Cien amigos tengo,
todos en una tabla,
si yo no los toco,
ellos no me hablan
más adivinanzas de instrumentos musicales...
Buenas y sonoras cuerdas tengo; cuando me rascan, a la gente entretengo.
Entre pared y pared hay una santa mujer que con el diente llama a la gente, con las muelas a las mozuelas, con los colmillos a los chiquillos.
Una niña tontiloca, con la boca en la barriga, y las tripas en la boca.

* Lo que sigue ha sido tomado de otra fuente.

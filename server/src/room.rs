//! Room occupancy state machine.
//!
//! One bounce flips a free room to taken; a configured stretch of silence
//! hands it back. All mutation happens under a single async mutex so the
//! state, the pending countdown and the outgoing notification move as one
//! unit. Countdowns carry a generation number that is re-checked at fire
//! time, so a countdown racing a fresh bounce can never free a room that
//! was just refreshed.

use std::sync::Arc;
use std::time::{Duration, SystemTime, UNIX_EPOCH};

use serde::Serialize;
use serde_json::Value;
use tokio::sync::Mutex;
use tokio::task::JoinHandle;

use crate::error::EventError;
use crate::events::{self, BounceReport};
use crate::notifier::Notifier;

/// Public view of the room, also the `GET /room-state` body.
#[derive(Debug, Clone, PartialEq, Serialize)]
pub struct RoomSnapshot {
    pub state: &'static str,
    pub last_state_change_time: f64,
}

struct RoomState {
    is_free: bool,
    last_state_change_time: f64,
}

impl RoomState {
    fn snapshot(&self) -> RoomSnapshot {
        RoomSnapshot {
            state: if self.is_free { "free" } else { "taken" },
            last_state_change_time: self.last_state_change_time,
        }
    }
}

struct Inner {
    room: RoomState,
    countdown_generation: u64,
    countdown: Option<JoinHandle<()>>,
}

/// Applies device events to the room and schedules the give-back countdown.
pub struct RoomController {
    inner: Arc<Mutex<Inner>>,
    notifier: Arc<dyn Notifier>,
    idle_timeout: Duration,
}

impl RoomController {
    /// A new room starts free.
    pub fn new(idle_timeout: Duration, notifier: Arc<dyn Notifier>) -> Self {
        Self {
            inner: Arc::new(Mutex::new(Inner {
                room: RoomState {
                    is_free: true,
                    last_state_change_time: now_epoch(),
                },
                countdown_generation: 0,
                countdown: None,
            })),
            notifier,
            idle_timeout,
        }
    }

    /// Route one inbound event. Unknown and malformed events are rejected
    /// without touching the room.
    pub async fn handle_event(&self, event: Value) -> Result<(), EventError> {
        let Some(kind) = event.get("type").and_then(Value::as_str) else {
            return Err(EventError::MissingType);
        };
        match kind {
            events::BOUNCE_DETECTED => {
                let report: BounceReport =
                    serde_json::from_value(event.clone()).map_err(|source| {
                        EventError::BadPayload {
                            kind: events::BOUNCE_DETECTED,
                            source,
                        }
                    })?;
                self.handle_bounce(&report).await;
                Ok(())
            }
            other => Err(EventError::UnrecognizedType(other.to_string())),
        }
    }

    async fn handle_bounce(&self, report: &BounceReport) {
        let mut inner = self.inner.lock().await;
        tracing::info!(
            "room taken indication received: bounce #{} at device-ms {}",
            report.bounce_ctr,
            report.timestamp,
        );

        let was_free = inner.room.is_free;
        inner.room.is_free = false;
        inner.room.last_state_change_time = now_epoch();

        // Supersede any pending countdown before releasing the lock: bump
        // the generation and abort the sleeping task.
        inner.countdown_generation = inner.countdown_generation.wrapping_add(1);
        let generation = inner.countdown_generation;
        if let Some(handle) = inner.countdown.take() {
            handle.abort();
        }

        // Only the free-to-taken edge is announced; every further bounce
        // just keeps the room.
        if was_free {
            let snapshot = inner.room.snapshot();
            if let Err(e) = self.notifier.notify(&snapshot).await {
                tracing::error!("notify failed after taking the room: {}", e);
            }
        }

        inner.countdown = Some(self.spawn_countdown(generation));
    }

    fn spawn_countdown(&self, generation: u64) -> JoinHandle<()> {
        let inner = Arc::clone(&self.inner);
        let notifier = Arc::clone(&self.notifier);
        let idle = self.idle_timeout;
        tokio::spawn(async move {
            tokio::time::sleep(idle).await;
            let mut inner = inner.lock().await;
            // A fresh bounce may have superseded this countdown while it
            // was waiting for the lock; the generation check decides.
            if inner.countdown_generation != generation || inner.room.is_free {
                return;
            }
            inner.room.is_free = true;
            inner.room.last_state_change_time = now_epoch();
            inner.countdown = None;
            tracing::info!("no events for {:?}, room is free again", idle);
            let snapshot = inner.room.snapshot();
            if let Err(e) = notifier.notify(&snapshot).await {
                tracing::error!("notify failed after freeing the room: {}", e);
            }
        })
    }

    /// Current state, as served by `GET /room-state`.
    pub async fn room_state(&self) -> RoomSnapshot {
        self.inner.lock().await.room.snapshot()
    }
}

fn now_epoch() -> f64 {
    SystemTime::now()
        .duration_since(UNIX_EPOCH)
        .map(|d| d.as_secs_f64())
        .unwrap_or(0.0)
}
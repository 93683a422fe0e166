//! HTTP surface: REST routes, the debug-audio WebSocket and static assets.

mod routes;
mod stream;

use std::net::SocketAddr;
use std::path::Path;
use std::sync::Arc;

use anyhow::{Context, Result};
use tokio::sync::broadcast;

use crate::config::ServerConfig;
use crate::room::RoomController;

pub use routes::build_router;

/// Application state shared across all requests.
#[derive(Clone)]
pub struct AppState {
    pub controller: Arc<RoomController>,
    pub debug_stream: broadcast::Sender<String>,
}

impl AppState {
    pub fn new(controller: Arc<RoomController>) -> Self {
        Self {
            controller,
            debug_stream: broadcast::channel(stream::DEBUG_STREAM_CAPACITY).0,
        }
    }
}

/// Bind and serve until shutdown.
pub async fn serve(cfg: &ServerConfig, controller: Arc<RoomController>) -> Result<()> {
    let addr: SocketAddr = format!("{}:{}", cfg.server.host, cfg.server.port)
        .parse()
        .with_context(|| {
            format!("invalid listen address {}:{}", cfg.server.host, cfg.server.port)
        })?;

    if !Path::new(&cfg.assets_dir).is_dir() {
        tracing::warn!(
            "assets directory '{}' not found, /assets will answer 404",
            cfg.assets_dir
        );
    }

    let state = AppState::new(controller);
    let app = build_router(&cfg.assets_dir).with_state(state);

    tracing::info!("listening on {}", addr);
    let listener = tokio::net::TcpListener::bind(addr)
        .await
        .with_context(|| format!("failed to bind {addr}"))?;
    axum::serve(listener, app.into_make_service())
        .await
        .context("server error")?;
    Ok(())
}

Con su gran boca y un solo diente desde lo alto llama a la gente.
Soy una caja adornada con dos palos para sonar, y en la banda de la escuela, me puedes encontrar. ¿Qué soy?
Instrumento musical, jaranero y redondico, que todos saben tocar del virtuoso al borrico y que resulta esencial si cantas un villancico.
La habrás oído tocar, piensa, medita, recuerda, ¿qué instrumento musical no tiene más que una cuerda?
Brazos con brazos, panza con panza, rascando en medio, surge la danza.
Yo tengo puesto de honor en toda fiesta guajira: cuando mis seis cuerdas pulsa, el campesino se inspira y su cantar yo acompaño con mi dulce melodía, desde que empieza el guateque hasta que despunta el día.
Sobre una piel bien tensada, dos bailarines saltaban.